Chapter 1. A Regular Expression Matcher
Regular expressions are notations for describing patterns of text and, in effect, make up a special-purpose language for pattern matching. Although there are myriad variants, all share the idea that most characters in a pattern match literal occurrences of themselves, but some metacharacters have special meaning, such as * to indicate some kind of repetition or […] to mean any one character from the set within the brackets.
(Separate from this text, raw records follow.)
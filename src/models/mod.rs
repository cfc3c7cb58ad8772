pub mod task;
pub mod user;

pub use task::{Task, TaskInput, TaskQuery, TaskUpdate};
pub use user::{LoginInput, SignupInput, UpdateUserInput, User};
use actix_web::{get, HttpResponse, Responder};
use chrono::{DateTime, Utc};
use serde::Serialize;

#[derive(Serialize)]
struct Health {
    status: &'static str,
    service: &'static str,
    version: &'static str,
    timestamp: DateTime<Utc>,
}

/// Liveness probe. Reports the service name, crate version, and current time.
#[get("/health")]
pub async fn health() -> impl Responder {
    HttpResponse::Ok().json(Health {
        status: "ok",
        service: "taskman",
        version: env!("CARGO_PKG_VERSION"),
        timestamp: Utc::now(),
    })
}
use chrono::{DateTime, Utc};
use serde::{Deserialize, Serialize};
use sqlx::FromRow;
use uuid::Uuid;
use validator::{Validate, ValidationError};

/// Represents a user account as stored in the database.
///
/// The bcrypt `password` hash is never serialized, so handlers can return this
/// struct directly in API responses. The avatar blob is intentionally not part
/// of this struct; it is fetched separately by the avatar endpoints.
#[derive(Debug, Clone, Serialize, Deserialize, FromRow)]
pub struct User {
    /// Unique identifier for the user (database-assigned UUID).
    pub id: Uuid,
    /// Display name, trimmed, never empty.
    pub name: String,
    /// Email address, trimmed and lowercased, unique across accounts.
    pub email: String,
    /// Bcrypt hash of the password. Hidden from all API responses.
    #[serde(skip_serializing, default)]
    pub password: String,
    /// Non-negative age, defaults to 0.
    pub age: i32,
    /// Timestamp of account creation.
    pub created_at: DateTime<Utc>,
    /// Timestamp of the last profile update.
    pub updated_at: DateTime<Utc>,
}

/// Payload for `POST /users` (signup).
///
/// Unknown fields are rejected at deserialization, which surfaces as a 400.
#[derive(Debug, Deserialize, Validate)]
#[serde(deny_unknown_fields)]
pub struct SignupInput {
    #[validate(length(min = 1, message = "Name is required"))]
    pub name: String,
    #[validate(email(message = "Email is invalid"))]
    pub email: String,
    #[validate(
        length(min = 7, message = "Password must be at least 7 characters"),
        custom = "validate_password"
    )]
    pub password: String,
    /// Optional; persisted as 0 when absent.
    #[validate(range(min = 0, message = "Age must be a positive number"))]
    pub age: Option<i32>,
}

/// Payload for `PATCH /users/me`.
///
/// Only name, email, password and age may be updated; any other key fails
/// deserialization and the request is rejected with a 400 before any
/// database work happens.
#[derive(Debug, Deserialize, Validate)]
#[serde(deny_unknown_fields)]
pub struct UpdateUserInput {
    #[validate(length(min = 1, message = "Name is required"))]
    pub name: Option<String>,
    #[validate(email(message = "Email is invalid"))]
    pub email: Option<String>,
    #[validate(
        length(min = 7, message = "Password must be at least 7 characters"),
        custom = "validate_password"
    )]
    pub password: Option<String>,
    #[validate(range(min = 0, message = "Age must be a positive number"))]
    pub age: Option<i32>,
}

/// Payload for `POST /users/login`.
#[derive(Debug, Deserialize)]
pub struct LoginInput {
    pub email: String,
    pub password: String,
}

/// Rejects the password "password" itself (case-insensitive, ignoring
/// surrounding whitespace). Values merely containing the word, like
/// "mypassword777$", are accepted.
fn validate_password(password: &str) -> Result<(), ValidationError> {
    if password.trim().eq_ignore_ascii_case("password") {
        let mut error = ValidationError::new("password");
        error.message = Some("Password cannot be \"password\"".into());
        return Err(error);
    }
    Ok(())
}

#[cfg(test)]
mod tests {
    use super::*;

    fn signup(name: &str, email: &str, password: &str) -> SignupInput {
        SignupInput {
            name: name.to_string(),
            email: email.to_string(),
            password: password.to_string(),
            age: None,
        }
    }

    #[test]
    fn test_signup_input_validation() {
        assert!(signup("Andrew", "andrew@example.com", "mypassword777$")
            .validate()
            .is_ok());

        // Empty name
        assert!(signup("", "andrew@example.com", "mypassword777$")
            .validate()
            .is_err());

        // Invalid email
        assert!(signup("Andrew", "notanemail.com", "mypassword777$")
            .validate()
            .is_err());

        // Too short
        assert!(signup("Andrew", "andrew@example.com", "abc123")
            .validate()
            .is_err());
    }

    #[test]
    fn test_password_policy() {
        assert!(signup("Andrew", "andrew@example.com", "password")
            .validate()
            .is_err());
        assert!(signup("Andrew", "andrew@example.com", "PASSWORD")
            .validate()
            .is_err());
        assert!(signup("Andrew", "andrew@example.com", "  password ")
            .validate()
            .is_err());
        // Containing the word is fine, being the word is not
        assert!(signup("Andrew", "andrew@example.com", "mypassword777$")
            .validate()
            .is_ok());
    }

    #[test]
    fn test_update_input_validation() {
        let valid = UpdateUserInput {
            name: Some("John".to_string()),
            email: None,
            password: None,
            age: Some(27),
        };
        assert!(valid.validate().is_ok());

        let bad_email = UpdateUserInput {
            name: None,
            email: Some("notandemail.com".to_string()),
            password: None,
            age: None,
        };
        assert!(bad_email.validate().is_err());

        let bad_password = UpdateUserInput {
            name: None,
            email: None,
            password: Some("password".to_string()),
            age: None,
        };
        assert!(bad_password.validate().is_err());

        let negative_age = UpdateUserInput {
            name: None,
            email: None,
            password: None,
            age: Some(-3),
        };
        assert!(negative_age.validate().is_err());
    }

    #[test]
    fn test_unknown_fields_rejected() {
        let result: Result<UpdateUserInput, _> = serde_json::from_value(serde_json::json!({
            "location": "Edinburgh"
        }));
        assert!(result.is_err());
    }

    #[test]
    fn test_password_never_serialized() {
        let user = User {
            id: Uuid::new_v4(),
            name: "Andrew".to_string(),
            email: "andrew@example.com".to_string(),
            password: "$2b$12$secret-hash".to_string(),
            age: 0,
            created_at: Utc::now(),
            updated_at: Utc::now(),
        };
        let json = serde_json::to_value(&user).unwrap();
        assert!(json.get("password").is_none());
        assert_eq!(json["name"], "Andrew");
    }
}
In practice, most searches in programs such as text editors are for
literal words, so the regular expressions are often literal strings like
print
, which will match printf
or sprint
or printer
paper
anywhere. In so-called wildcards used
to specify filenames in Unix and Windows, a * matches any number of
characters, so the pattern *.c
matches
all filenames that end in .c.
There are
many, many variants of regular expressions, even in contexts where one
would expect them to be the same. Jeffrey Friedl’s Mastering
Regular Expressions (O’Reilly) is an exhaustive study of the
topic.
Stephen Kleene invented regular expressions in the mid-1950s as a notation for finite automata; in fact, they are equivalent to finite automata in what they represent. They first appeared in a program setting in Ken Thompson’s version of the QED text editor in the mid-1960s. In 1967, Thompson applied for a patent on a mechanism for rapid text matching based on regular expressions. The patent was granted in 1971, one of the very first software patents [U.S. Patent 3,568,156, Text Matching Algorithm, March 2, 1971].
Regular expressions moved from QED to the Unix editor ed, and then to the quintessential Unix tool grep, which Thompson created by performing radical surgery on ed. These widely used programs helped regular expressions become familiar throughout the early Unix community.
Thompson’s original matcher was very fast because it combined two independent ideas. One was to generate machine instructions on the fly during matching so that it ran at machine speed rather than by interpretation. The other was to carry forward all possible matches at each stage, so it did not have to backtrack to look for alternative potential matches. In later text editors that Thompson wrote, such as ed, the matching code used a simpler algorithm that backtracked when necessary. In theory, this is slower, but the patterns found in practice rarely involved backtracking, so the ed and grep algorithm and code were good enough for most purposes.
Subsequent regular expression matchers like egrep and fgrep added richer classes of regular expressions, and focused on fast execution no matter what the pattern. Ever-fancier regular expressions became popular and were included not only in C-based libraries, but also as part of the syntax of scripting languages such as Awk and Perl.
The Practice of Programming
In 1998, Rob Pike and I were writing The Practice of
Programming (Addison-Wesley). The last chapter of the book,
"Notation,” collected a number of examples where good
notation led to better programs and better programming.
This included the use of simple data specifications (printf
, for instance), and the generation of
code from tables.
Because of our Unix backgrounds and nearly 30 years of experience with tools based on regular expression notation, we naturally wanted to include a discussion of regular expressions, and it seemed mandatory to include an implementation as well. Given our emphasis on tools, it also seemed best to focus on the class of regular expressions found in grep—rather than, say, those from shell wildcards—since we could also then talk about the design of grep itself.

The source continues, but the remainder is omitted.